▶ _What is expected_
Print the entries exactly as given.

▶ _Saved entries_
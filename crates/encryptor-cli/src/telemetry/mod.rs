//! Logging for the `encryptor` binary.
//!
//! JSON lines on stderr, leaving stdout to the command result. `LOG_LEVEL`
//! applies to this binary and the codec library; other crates log at `warn`.

use anyhow::{Context, Result};
use tracing_subscriber::EnvFilter;

/// Targets that follow `LOG_LEVEL`.
const TARGETS: [&str; 2] = ["encryptor", "laravel_encryptor"];

/// Install the stderr JSON subscriber.
///
/// `RUST_LOG`, when set, replaces the filter built from `log_level`.
///
/// # Errors
///
/// Returns an error if `log_level` is not a valid level or a subscriber is
/// already installed.
pub fn init(log_level: &str) -> Result<()> {
    let filter = match EnvFilter::try_from_default_env() {
        Ok(filter) => filter,
        Err(_) => EnvFilter::try_new(directives(log_level))
            .with_context(|| format!("invalid LOG_LEVEL {log_level:?}"))?,
    };

    tracing_subscriber::fmt()
        .json()
        .with_env_filter(filter)
        .with_writer(std::io::stderr)
        .try_init()
        .map_err(|e| anyhow::anyhow!("failed to install encryptor log subscriber: {e}"))
}

fn directives(log_level: &str) -> String {
    let level = log_level.trim().to_ascii_lowercase();
    TARGETS
        .iter()
        .fold(String::from("warn"), |acc, target| format!("{acc},{target}={level}"))
}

▶ _Task answer_
filename crates/encryptor-cli/src/telemetry/mod.rs
//! Logging for the `encryptor` binary.
//!
//! JSON lines on stderr, leaving stdout to the command result. `LOG_LEVEL`
//! applies to this binary and the codec library; other crates log at `warn`.

use anyhow::{Context, Result};
use tracing_subscriber::EnvFilter;

/// Targets that follow `LOG_LEVEL`.
const TARGETS: [&str; 2] = ["encryptor", "laravel_encryptor"];

/// Install the stderr JSON subscriber.
///
/// `RUST_LOG`, when set, replaces the filter built from `log_level`.
///
/// # Errors
///
/// Returns an error if `log_level` is not a valid level or a subscriber is
/// already installed.
pub fn init(log_level: &str) -> Result<()> {
    let filter = match EnvFilter::try_from_default_env() {
        Ok(filter) => filter,
        Err(_) => EnvFilter::try_new(directives(log_level))
            .with_context(|| format!("invalid LOG_LEVEL {log_level:?}"))?,
    };

    tracing_subscriber::fmt()
        .json()
        .with_env_filter(filter)
        .with_writer(std::io::stderr)
        .try_init()
        .map_err(|e| anyhow::anyhow!("failed to install encryptor log subscriber: {e}"))
}

fn directives(log_level: &str) -> String {
    let level = log_level.trim().to_ascii_lowercase();
    TARGETS
        .iter()
        .fold(String::from("warn"), |acc, target| format!("{acc},{target}={level}"))
}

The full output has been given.